Reflection allows you to bypass a lot of stuff, but only if the security manager allows it. There are many situations where you have no control on the security manager, it is imposed on you. If your code were to rely on fiddling with security managers, it would not be 'portable' or executable in all circumstances, so to speak.
The bottom line of the question is that trying to override byte buffer is not going to solve the issue.
There is no other option than implementing a class yourself, with the methods you need. Making methods final were you can will help the compiler in its effort to perform optimizations (reduce the need to generate code for runtime polymorphism & inlining).
The simplest way to get the Unsafe instances is via reflection. However if reflection is not available to you, you can create another instance. You can do this via JNI.
I tried in byte code, to create an instance WITHOUT calling a constructor, allowing you create an instance of an object with no accessible constructors. However, this id not work as I got a VerifyError for the byte code. The object has to have had a constructor called on it.
What I do is have a ParseBuffer which wraps a direct ByteBuffer. I use reflection to obtain the Unsafe reference and the address. To avoid running off the end of the buffer and killing the JVM, I allocate more pages than I need and as long as they are not touched no physical memory will be allocated to the application. This means I have far less bounds checks and only check at key points.
Using the debug version of the OpenJDK, you can see the Unsafe get/put methods turn into a single machine code instruction. However, this is not available in all JVM and may not get the same improvement on all platforms.
Using this approach I would say you can get about a 40% reduction in timings but comes at a risk which normal Java code does not have i.e. you can kill the JVM. The usecase I have is an object creation free XML parser and processor of the data contained using Unsafe compared with using a plain direct ByteBuffer. One of the tricks I use in the XML parser is to getShort() and getInt() to examine multiple bytes at once rather than examining each byte one at a time.
Using reflection to the the Unsafe class is an overhead you incurr once. Once you have the Unsafe instance, there is no overhead.
A Java Agent could modify ByteBuffer's bytecode and change the constructor's access modifier. Of course you'd need to install the agent at the JVM, and you still have to compile get your subclass to compile. If you're considering such optimizations then you must be up for it!
I've never attempted such low level manipulation. Hopefully ByteBuffer is not needed by the JVM before your agent can hook into it.
I am answering the question you WANT the answer to, not the one you asked. Your real question is "how can I make this go faster?" and the answer is "handle the integers an array at a time, and not singly."

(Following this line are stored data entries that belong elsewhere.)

//! Client side of the assistant backend's HTTP contract.
//!
//! [`Backend`] is the seam the chat session and the provider tracker talk
//! through; [`HttpBackend`] is the production implementation. Tests swap in
//! in-process doubles.

use std::error::Error;
use std::fmt;

use async_trait::async_trait;
use reqwest::StatusCode;
use serde::de::DeserializeOwned;
use tracing::{debug, warn};

use crate::api::{
    AgentsData, ChatRequest, ChatResponse, Envelope, ProvidersData, SwitchRequest, SwitchResponse,
};
use crate::core::agents::Agent;
use crate::core::connectivity::ConnectivityMonitor;
use crate::core::message::Message;
use crate::core::providers::ProviderSnapshot;
use crate::utils::url::{
    construct_api_url, AGENTS_ENDPOINT, CHAT_ENDPOINT, PROVIDERS_ENDPOINT, SWITCH_ENDPOINT,
};

/// Failures at the network boundary.
#[derive(Debug, Clone, PartialEq)]
pub enum BackendError {
    /// The health probe failed; no request was attempted.
    Unavailable,

    /// A chat request reached the backend (or tried to) and did not produce
    /// a usable reply.
    RequestFailed {
        /// HTTP status, when a response was received.
        status: Option<u16>,
        reason: String,
    },

    /// Listing agents or providers failed.
    FetchFailed {
        resource: &'static str,
        reason: String,
    },

    /// The backend declined a provider switch.
    SwitchRejected { provider: String },

    /// Chat text was blank after trimming.
    EmptyMessage,
}

impl fmt::Display for BackendError {
    fn fmt(&self, f: &mut fmt::Formatter<'_>) -> fmt::Result {
        match self {
            BackendError::Unavailable => write!(f, "Backend is not available"),
            BackendError::RequestFailed {
                status: Some(status),
                reason,
            } => write!(f, "Request failed with status {status}: {reason}"),
            BackendError::RequestFailed {
                status: None,
                reason,
            } => write!(f, "Request failed: {reason}"),
            BackendError::FetchFailed { resource, reason } => {
                write!(f, "Failed to fetch {resource}: {reason}")
            }
            BackendError::SwitchRejected { provider } => {
                write!(f, "Backend rejected switch to provider '{provider}'")
            }
            BackendError::EmptyMessage => write!(f, "Message is empty"),
        }
    }
}

impl Error for BackendError {}

impl BackendError {
    fn request(status: Option<StatusCode>, reason: impl Into<String>) -> Self {
        BackendError::RequestFailed {
            status: status.map(|s| s.as_u16()),
            reason: reason.into(),
        }
    }

    fn fetch(resource: &'static str, reason: impl fmt::Display) -> Self {
        BackendError::FetchFailed {
            resource,
            reason: reason.to_string(),
        }
    }
}

#[async_trait]
pub trait Backend: Send + Sync {
    /// Submit `text` and return the agent's reply.
    ///
    /// Does not touch any conversation state; the caller owns the log.
    async fn send_message(&self, text: &str, user_id: &str) -> Result<Message, BackendError>;

    async fn fetch_agents(&self) -> Result<Vec<Agent>, BackendError>;

    async fn fetch_providers(&self) -> Result<ProviderSnapshot, BackendError>;

    /// Ask the backend to make `provider` the default. `Ok` only when the
    /// backend confirmed.
    async fn switch_provider(&self, provider: &str) -> Result<(), BackendError>;

    /// Run a fresh health probe.
    async fn probe(&self) -> bool;

    /// Last known reachability, without probing.
    fn is_available(&self) -> bool;

    /// Agent list with failures absorbed into an empty list.
    async fn get_agents(&self) -> Vec<Agent> {
        match self.fetch_agents().await {
            Ok(agents) => agents,
            Err(err) => {
                warn!(error = %err, "Agent list unavailable; continuing without personas");
                Vec::new()
            }
        }
    }
}

/// [`Backend`] over HTTP with `reqwest`.
pub struct HttpBackend {
    client: reqwest::Client,
    base_url: String,
    connectivity: ConnectivityMonitor,
}

impl HttpBackend {
    pub fn new(base_url: &str) -> Self {
        Self::with_client(reqwest::Client::new(), base_url)
    }

    pub fn with_client(client: reqwest::Client, base_url: &str) -> Self {
        let connectivity = ConnectivityMonitor::new(client.clone(), base_url);
        Self {
            client,
            base_url: base_url.to_string(),
            connectivity,
        }
    }

    pub fn base_url(&self) -> &str {
        &self.base_url
    }

    pub fn connectivity(&self) -> &ConnectivityMonitor {
        &self.connectivity
    }

    async fn get_envelope<T: DeserializeOwned>(
        &self,
        endpoint: &str,
        resource: &'static str,
    ) -> Result<T, BackendError> {
        let url = construct_api_url(&self.base_url, endpoint);
        let response = self
            .client
            .get(&url)
            .send()
            .await
            .map_err(|err| BackendError::fetch(resource, err))?;

        let status = response.status();
        if !status.is_success() {
            return Err(BackendError::fetch(resource, format!("status {status}")));
        }

        let envelope: Envelope<T> = response
            .json()
            .await
            .map_err(|err| BackendError::fetch(resource, err))?;
        envelope
            .into_data()
            .ok_or_else(|| BackendError::fetch(resource, "response missing success envelope"))
    }
}

#[async_trait]
impl Backend for HttpBackend {
    async fn send_message(&self, text: &str, user_id: &str) -> Result<Message, BackendError> {
        if text.trim().is_empty() {
            return Err(BackendError::EmptyMessage);
        }

        if !self.connectivity.is_available() && !self.connectivity.probe().await {
            return Err(BackendError::Unavailable);
        }

        let url = construct_api_url(&self.base_url, CHAT_ENDPOINT);
        debug!(url = %url, chars = text.chars().count(), "Sending chat message");
        let response = self
            .client
            .post(&url)
            .json(&ChatRequest {
                message: text,
                user_id,
            })
            .send()
            .await
            .map_err(|err| BackendError::request(None, err.to_string()))?;

        let status = response.status();
        if !status.is_success() {
            let body = response.text().await.unwrap_or_default();
            warn!(status = status.as_u16(), body = %body, "Chat request failed");
            return Err(BackendError::request(Some(status), "non-success status"));
        }

        let payload: ChatResponse = response.json().await.map_err(|err| {
            warn!(status = status.as_u16(), error = %err, "Chat response was not valid JSON");
            BackendError::request(Some(status), format!("malformed response: {err}"))
        })?;

        let wire = payload.message.ok_or_else(|| {
            warn!(status = status.as_u16(), "Chat response had no message");
            BackendError::request(Some(status), "response missing message")
        })?;

        wire.into_message().map_err(|reason| {
            warn!(status = status.as_u16(), reason = %reason, "Chat message was malformed");
            BackendError::request(Some(status), reason)
        })
    }

    async fn fetch_agents(&self) -> Result<Vec<Agent>, BackendError> {
        let data: AgentsData = self.get_envelope(AGENTS_ENDPOINT, "agents").await?;
        Ok(data.agents)
    }

    async fn fetch_providers(&self) -> Result<ProviderSnapshot, BackendError> {
        let data: ProvidersData = self.get_envelope(PROVIDERS_ENDPOINT, "providers").await?;
        Ok(ProviderSnapshot::new(data.providers, data.default))
    }

    async fn switch_provider(&self, provider: &str) -> Result<(), BackendError> {
        let url = construct_api_url(&self.base_url, SWITCH_ENDPOINT);
        let response = self
            .client
            .post(&url)
            .json(&SwitchRequest { provider })
            .send()
            .await
            .map_err(|err| BackendError::fetch("provider switch", err))?;

        let status = response.status();
        if !status.is_success() {
            return Err(BackendError::fetch(
                "provider switch",
                format!("status {status}"),
            ));
        }

        let body: SwitchResponse = response
            .json()
            .await
            .map_err(|err| BackendError::fetch("provider switch", err))?;
        if !body.success {
            return Err(BackendError::SwitchRejected {
                provider: provider.to_string(),
            });
        }

        debug!(
            provider = %provider,
            message = body.message.as_deref().unwrap_or(""),
            "Provider switch confirmed"
        );
        Ok(())
    }

    async fn probe(&self) -> bool {
        self.connectivity.probe().await
    }

    fn is_available(&self) -> bool {
        self.connectivity.is_available()
    }
}

#[cfg(test)]
mod tests;
pub mod agents;
pub mod backend;
pub mod config;
pub mod connectivity;
pub mod constants;
pub mod markup;
pub mod message;
pub mod providers;
pub mod session;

If the bottleneck is truly the ByteBuffer.getInt() or ByteBuffer.getInt(location), then you do not need to extend the class, you can use the pre-existing IntBuffer class to grab data in bulk for more efficient processing.
int totalLength = numberOfIntsInBuffer;
ByteBuffer myBuffer = whateverMyBufferIsCalled;
int[] block = new int[1024];
IntBuffer intBuff = myBuffer.asIntBuffer();
int partialLength = totalLength/1024;
//Handle big blocks of 1024 ints at a time
try{
for (int i = 0; i < partialLength; i++) {
intBuff.get(block);
// Do processing on ints, w00t!
}
partialLength = totalLength % 1024; //modulo to get remainder
if (partialLength > 0) {
intBuff.get(block,0,partialLength);
//Do final processing on ints
}
} catch BufferUnderFlowException bufo {
//well, dang!
}
This is MUCH, MUCH faster than getting an int at a time. Iterating over the int[] array, which has set and known-good bounds, will also let your code JIT much tighter by eliminating bounds checks and the exceptions ByteBuffer can throw.
If you need further performance, you can tweak the code, or roll your own size-optimized byte[] to int[] conversion code. I was able to get some performance improvement using that in place of the IntBuffer methods with partial loop unrolling... but it's not suggested by any means.
Related
I have bean util library and we cache Method/Fields of properties, of course. Reading and writing goes via reflection.
There is an idea to skip reflection and for each method/field to bytecode-generate a simple object that directly calls the target. For example, if we have setFoo(String s) method, we would call a set(String s) method of this generated class that internally calls setFoo(). Again, we are replacing the reflection call with the runtime generated direct call.
I know Java does similar thing with GeneratedMethodAccessor. But it's cache may be limited by JVM argument.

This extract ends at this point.